__EXERCISE INSTRUCTIONS__
As the answer, give every line of the records that includes the word "client".

__SOURCE INFORMATION__
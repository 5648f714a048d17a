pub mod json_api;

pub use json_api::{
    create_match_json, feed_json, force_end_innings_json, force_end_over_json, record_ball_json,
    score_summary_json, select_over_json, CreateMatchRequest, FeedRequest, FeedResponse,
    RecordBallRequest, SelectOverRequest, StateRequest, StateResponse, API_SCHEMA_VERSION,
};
...
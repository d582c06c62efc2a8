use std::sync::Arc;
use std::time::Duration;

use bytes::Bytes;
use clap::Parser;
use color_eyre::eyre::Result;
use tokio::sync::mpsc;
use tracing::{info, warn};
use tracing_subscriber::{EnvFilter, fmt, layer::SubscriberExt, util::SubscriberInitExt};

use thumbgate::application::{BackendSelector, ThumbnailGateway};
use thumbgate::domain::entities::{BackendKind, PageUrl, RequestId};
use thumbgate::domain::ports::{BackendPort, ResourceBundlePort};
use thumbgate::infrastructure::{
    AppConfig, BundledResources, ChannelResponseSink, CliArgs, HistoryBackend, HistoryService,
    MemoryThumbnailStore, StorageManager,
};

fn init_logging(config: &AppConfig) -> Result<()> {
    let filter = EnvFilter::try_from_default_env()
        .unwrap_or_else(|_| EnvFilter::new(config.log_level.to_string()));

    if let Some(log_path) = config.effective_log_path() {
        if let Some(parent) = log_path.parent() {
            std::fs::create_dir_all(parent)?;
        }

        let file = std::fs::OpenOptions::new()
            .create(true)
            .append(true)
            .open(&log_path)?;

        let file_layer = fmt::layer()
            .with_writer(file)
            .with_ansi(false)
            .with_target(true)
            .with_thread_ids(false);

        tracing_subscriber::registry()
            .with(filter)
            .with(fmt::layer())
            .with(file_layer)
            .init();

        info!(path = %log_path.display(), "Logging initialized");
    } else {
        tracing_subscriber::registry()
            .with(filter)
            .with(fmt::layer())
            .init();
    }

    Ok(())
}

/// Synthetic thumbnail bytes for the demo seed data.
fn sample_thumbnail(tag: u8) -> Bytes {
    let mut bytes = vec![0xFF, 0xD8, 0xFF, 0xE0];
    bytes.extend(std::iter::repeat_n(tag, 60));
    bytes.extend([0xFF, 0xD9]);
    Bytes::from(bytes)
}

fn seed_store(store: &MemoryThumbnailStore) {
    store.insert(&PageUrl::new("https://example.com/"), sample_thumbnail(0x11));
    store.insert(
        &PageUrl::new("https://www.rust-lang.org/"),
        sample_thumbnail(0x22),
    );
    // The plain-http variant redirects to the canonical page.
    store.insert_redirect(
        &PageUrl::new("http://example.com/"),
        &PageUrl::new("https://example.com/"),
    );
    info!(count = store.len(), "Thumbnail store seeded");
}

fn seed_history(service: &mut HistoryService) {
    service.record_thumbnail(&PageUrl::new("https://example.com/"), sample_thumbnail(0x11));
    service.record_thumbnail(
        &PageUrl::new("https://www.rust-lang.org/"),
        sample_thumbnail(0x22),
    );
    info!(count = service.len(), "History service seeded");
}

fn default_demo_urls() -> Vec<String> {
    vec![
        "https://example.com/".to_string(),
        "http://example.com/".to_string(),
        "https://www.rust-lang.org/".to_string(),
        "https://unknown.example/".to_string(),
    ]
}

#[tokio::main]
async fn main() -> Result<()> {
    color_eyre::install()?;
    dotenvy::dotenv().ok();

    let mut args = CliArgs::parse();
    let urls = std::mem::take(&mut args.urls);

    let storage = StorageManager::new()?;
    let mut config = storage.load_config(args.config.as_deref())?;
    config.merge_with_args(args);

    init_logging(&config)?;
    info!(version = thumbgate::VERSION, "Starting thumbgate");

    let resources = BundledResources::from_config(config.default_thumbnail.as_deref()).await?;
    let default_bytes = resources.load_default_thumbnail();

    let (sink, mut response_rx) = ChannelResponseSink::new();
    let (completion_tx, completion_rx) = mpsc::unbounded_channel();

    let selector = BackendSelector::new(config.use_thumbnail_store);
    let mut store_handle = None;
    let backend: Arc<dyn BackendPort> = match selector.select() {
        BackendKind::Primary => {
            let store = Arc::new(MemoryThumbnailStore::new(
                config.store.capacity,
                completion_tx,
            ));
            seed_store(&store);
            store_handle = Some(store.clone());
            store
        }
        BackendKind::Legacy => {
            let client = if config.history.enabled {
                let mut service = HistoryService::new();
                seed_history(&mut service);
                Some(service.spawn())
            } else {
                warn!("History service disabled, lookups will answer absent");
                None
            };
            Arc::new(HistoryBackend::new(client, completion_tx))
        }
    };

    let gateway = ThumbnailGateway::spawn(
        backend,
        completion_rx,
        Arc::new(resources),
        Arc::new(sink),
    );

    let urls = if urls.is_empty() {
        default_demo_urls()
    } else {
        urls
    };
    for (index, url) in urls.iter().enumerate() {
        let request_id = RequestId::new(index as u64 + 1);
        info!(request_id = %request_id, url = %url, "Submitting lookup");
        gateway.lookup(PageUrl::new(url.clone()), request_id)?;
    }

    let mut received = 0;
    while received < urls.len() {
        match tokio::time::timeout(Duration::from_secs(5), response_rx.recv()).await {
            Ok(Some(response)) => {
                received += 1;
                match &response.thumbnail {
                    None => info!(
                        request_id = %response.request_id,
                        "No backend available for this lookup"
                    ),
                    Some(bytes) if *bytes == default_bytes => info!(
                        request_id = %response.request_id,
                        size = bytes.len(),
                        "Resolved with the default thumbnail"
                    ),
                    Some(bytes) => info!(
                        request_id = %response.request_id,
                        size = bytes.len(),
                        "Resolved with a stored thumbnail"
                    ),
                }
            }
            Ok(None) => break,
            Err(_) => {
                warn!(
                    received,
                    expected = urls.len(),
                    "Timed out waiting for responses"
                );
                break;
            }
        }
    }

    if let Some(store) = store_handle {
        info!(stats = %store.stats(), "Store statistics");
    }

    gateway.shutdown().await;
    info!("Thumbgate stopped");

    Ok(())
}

__RESULT OF THE TASK__
            let client = if config.history.enabled {
            Arc::new(HistoryBackend::new(client, completion_tx))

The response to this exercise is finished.